Far lavorare da casa i propri collaboratori era impensabile per moltissime aziende: oggi è realtà. Per forza di cose. Ed è reale anche la paura di non riuscire a garantire la stessa produttività, perché lavoro da remoto e rendimento sono due aspetti non facili da coniugare.

Il lavoro da remoto non va inteso come un timbrare un cartellino virtuale anziché uno fisico.
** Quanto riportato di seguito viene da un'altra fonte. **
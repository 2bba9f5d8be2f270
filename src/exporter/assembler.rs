use serde_json::{
  json,
  Value,
};

use crate::error::HalaGltfError;
use super::HalaExportState;

/// Get the default value of a GL uniform type, used when a technique
/// parameter carries no explicit value.
/// param gl_type: The GL type code.
/// return: The default value, if the type is known.
fn default_value_for_gl_type(gl_type: u64) -> Option<Value> {
  match gl_type {
    5124 => Some(json!(1)),
    5126 => Some(json!(1.0)),
    35664 => Some(json!([1.0, 1.0])),
    35665 => Some(json!([1.0, 1.0, 1.0])),
    35666 => Some(json!([1.0, 1.0, 1.0, 1.0])),
    35674 => Some(json!([1.0, 0.0, 0.0, 1.0])),
    35675 => Some(json!([1.0, 0.0, 0.0, 0.0, 1.0, 0.0, 0.0, 0.0, 1.0])),
    35676 => Some(json!([
      1.0, 0.0, 0.0, 0.0,
      0.0, 1.0, 0.0, 0.0,
      0.0, 0.0, 1.0, 0.0,
      0.0, 0.0, 0.0, 1.0,
    ])),
    _ => None,
  }
}

/// Pick the default scene: the scene whose name sorts first.
fn pick_default_scene(state: &mut HalaExportState) {
  let mut best: Option<(u32, &str)> = None;
  for (index, scene) in state.document.scenes.iter().enumerate() {
    let name = scene["name"].as_str().unwrap_or("");
    match best {
      Some((_, best_name)) if best_name <= name => {},
      _ => best = Some((index as u32, name)),
    }
  }
  state.document.scene = best.map(|(index, _)| index);
}

/// Wrap the root nodes of every scene in a synthetic node carrying the
/// global transform.
fn wrap_scene_roots(state: &mut HalaExportState) {
  let matrix: Vec<f64> = state
    .settings
    .nodes_global_matrix
    .to_cols_array()
    .iter()
    .map(|v| *v as f64)
    .collect();
  for scene in state.document.scenes.iter_mut() {
    let name = scene["name"].as_str().unwrap_or("scene").to_string();
    let children = scene["nodes"].take();
    let wrapper = state.document.nodes.len() as u32;
    state.document.nodes.push(json!({
      "name": format!("{}_root", name),
      "children": children,
      "matrix": matrix,
    }));
    scene["nodes"] = json!([wrapper]);
  }
}

/// Fill the unset technique parameter values from the GL defaults.
fn fill_technique_defaults(state: &mut HalaExportState) -> Result<(), HalaGltfError> {
  for technique in state.document.techniques.iter_mut() {
    let name = technique["name"].as_str().unwrap_or("").to_string();
    let Some(parameters) = technique["parameters"].as_object_mut() else {
      continue;
    };
    for (parameter_name, parameter) in parameters.iter_mut() {
      if parameter.get("value") != Some(&Value::Null) {
        continue;
      }
      let gl_type = parameter["type"].as_u64().unwrap_or(0);
      let value = default_value_for_gl_type(gl_type).ok_or_else(|| {
        HalaGltfError::new(
          &format!(
            "Technique \"{}\" parameter \"{}\" has unknown GL type {}.",
            name, parameter_name, gl_type
          ),
          None,
        )
      })?;
      parameter["value"] = value;
    }
  }
  Ok(())
}

/// Drop the staged light records when no processor claimed them.
fn drop_unclaimed_lights(state: &mut HalaExportState) {
  if state.document.extensions_used.iter().any(|n| n == "KHR_lights_punctual") {
    return;
  }
  if !state.document.lights.is_empty() {
    log::warn!(
      "Dropping {} light(s): KHR_lights_punctual is not enabled.",
      state.document.lights.len()
    );
    state.document.lights.clear();
  }
  for node in state.document.nodes.iter_mut() {
    if let Some(node) = node.as_object_mut() {
      node.remove("light");
    }
  }
}

/// Finalize the converted document: pick the default scene, apply the
/// global transform, fill technique defaults and drop unclaimed lights.
/// param state: The export state.
pub fn assemble(state: &mut HalaExportState) -> Result<(), HalaGltfError> {
  pick_default_scene(state);
  if state.settings.nodes_global_matrix != glam::Mat4::IDENTITY {
    wrap_scene_roots(state);
  }
  fill_technique_defaults(state)?;
  drop_unclaimed_lights(state);
  Ok(())
}

#[cfg(test)]
mod tests {
  use glam::Mat4;

  use super::*;
  use crate::scene::HalaExportData;
  use crate::settings::HalaExportSettings;

  #[test]
  fn test_default_scene_sorts_by_name() {
    let data = HalaExportData::new();
    let mut state = HalaExportState::new(&data, HalaExportSettings::default());
    state.document.scenes.push(json!({ "name": "Zulu", "nodes": [] }));
    state.document.scenes.push(json!({ "name": "Alpha", "nodes": [] }));

    assemble(&mut state).unwrap();
    assert_eq!(state.document.scene, Some(1));
  }

  #[test]
  fn test_global_matrix_wraps_roots() {
    let data = HalaExportData::new();
    let settings = HalaExportSettings {
      nodes_global_matrix: Mat4::from_scale(glam::Vec3::splat(2.0)),
      ..Default::default()
    };
    let mut state = HalaExportState::new(&data, settings);
    state.document.nodes.push(json!({ "name": "Cube" }));
    state.document.scenes.push(json!({ "name": "Scene", "nodes": [0] }));

    assemble(&mut state).unwrap();

    assert_eq!(state.document.nodes.len(), 2);
    let wrapper = &state.document.nodes[1];
    assert_eq!(wrapper["name"], "Scene_root");
    assert_eq!(wrapper["children"], json!([0]));
    assert_eq!(wrapper["matrix"][0], 2.0);
    assert_eq!(state.document.scenes[0]["nodes"], json!([1]));
  }

  #[test]
  fn test_identity_matrix_adds_no_wrapper() {
    let data = HalaExportData::new();
    let mut state = HalaExportState::new(&data, HalaExportSettings::default());
    state.document.nodes.push(json!({ "name": "Cube" }));
    state.document.scenes.push(json!({ "name": "Scene", "nodes": [0] }));

    assemble(&mut state).unwrap();
    assert_eq!(state.document.nodes.len(), 1);
    assert_eq!(state.document.scenes[0]["nodes"], json!([0]));
  }

  #[test]
  fn test_technique_defaults_are_filled() {
    let data = HalaExportData::new();
    let mut state = HalaExportState::new(&data, HalaExportSettings::default());
    state.document.techniques.push(json!({
      "name": "t",
      "parameters": {
        "diffuse": { "type": 35666, "value": null },
        "shininess": { "type": 5126, "value": null },
        "position": { "semantic": "POSITION", "type": 35665 },
      },
    }));

    assemble(&mut state).unwrap();
    let parameters = &state.document.techniques[0]["parameters"];
    assert_eq!(parameters["diffuse"]["value"], json!([1.0, 1.0, 1.0, 1.0]));
    assert_eq!(parameters["shininess"]["value"], 1.0);
    assert!(parameters["position"].get("value").is_none());
  }

  #[test]
  fn test_unknown_gl_type_fails() {
    let data = HalaExportData::new();
    let mut state = HalaExportState::new(&data, HalaExportSettings::default());
    state.document.techniques.push(json!({
      "name": "t",
      "parameters": { "weird": { "type": 1234, "value": null } },
    }));
    assert!(assemble(&mut state).is_err());
  }

  #[test]
  fn test_unclaimed_lights_are_dropped() {
    let data = HalaExportData::new();
    let mut state = HalaExportState::new(&data, HalaExportSettings::default());
    state.document.lights.push(json!({ "name": "Lamp" }));
    state.document.nodes.push(json!({ "name": "Lamp", "light": 0 }));

    assemble(&mut state).unwrap();
    assert!(state.document.lights.is_empty());
    assert!(state.document.nodes[0].get("light").is_none());
  }
}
Si tratta invece di un percorso di trasformazione, dove a cambiare è anche il sistema di valutazione del lavoro: è necessario guardare le performance finali.

Anche Heply, pur essendo una software agency abituata a confrontarsi e ad adattarsi alle continue evoluzioni della tecnologia, si è trovata a dover fare i conti con domande e preoccupazioni: il lavoro da remoto è una vera e propria rivoluzione che vede coinvolte persone, spazi, cultura manageriale e strumenti da utilizzare.

Uno strumento sviluppato da Heply e già utilizzato quotidianamente dal team, ma che in questa situazione di emergenza si è rivelato fondamentale per gestire obiettivi e performance del gruppo che lavora da remoto.

Goal Board è una lavagna virtuale, visibile a tutto il team, nella quale vengono evidenziati gli obiettivi giornalieri raggiunti, l’andamento delle performance e l’avanzamento quotidiano delle attività per ciascuno dei collaboratori.

Tutto questo affinché lo spirito del gruppo non vada scemando a causa della distanza fisica, grazie anche all’utilizzo della gamification. Ogni gioco ha le sue regole e quindi le modalità di azione della Goal Board sono chiare: ogni componente del team deve seguire regole specifiche per garantire il corretto funzionamento del “gioco”. Obiettivo è il rispetto reciproco: non è necessario chiedere continuamente a un collega che cosa stia facendo, ma è sufficiente attendere l’orario stabilito per avere tutte le risposte.

Con il senso di sfida come motivazione per tutti. Se alla fine della giornata lavorativa la soglia di produttività del gruppo è inferiore al 60% di quanto stabilito, il giorno successivo viene organizzata una riunione durante la quale capire che cosa non ha funzionato nell’operatività ed eventualmente modificare i comportamenti a livello di comunicazione o organizzazione. Inoltre, tutti i componenti del gruppo devono subire una penitenza simile a quella imposta normalmente in ufficio: invece di passare sotto all’amato calcetto, l’obbligo è quello di passare sotto al primo tavolo scomodo  presente in casa (e deve essere fatto contemporaneamente da tutti i membri dello staff in video call). 

Se invece la produttività lavorativa del gruppo raggiunge il 90%, il giorno successivo si viene premiati. “Se normalmente viene offerta una pizza – dichiara Andrea Virgilio, Manager della Felicità di Heplyin questo particolare momento abbiamo deciso di fare del bene, perché ce n’è davvero bisogno: doneremo i soldi che avremmo speso per la pizza all’Ospedale di Udine, per incrementare i posti letto di terapia intensiva, sperando di cuore che non si debbano mai usare”.

“L’obiettivo non è quello di creare competizione tra i membri del gruppo – continua Virgilio – perché la sfida non valuta le prestazioni del singolo, ma solo quelle del team nella sua interezza. Se gli obiettivi fissati per un singolo membro sono troppo facili o troppo difficile da portare avanti, questo può andare ad aiutare uno o più colleghi con lo scopo di raggiungere l’obiettivo comune”.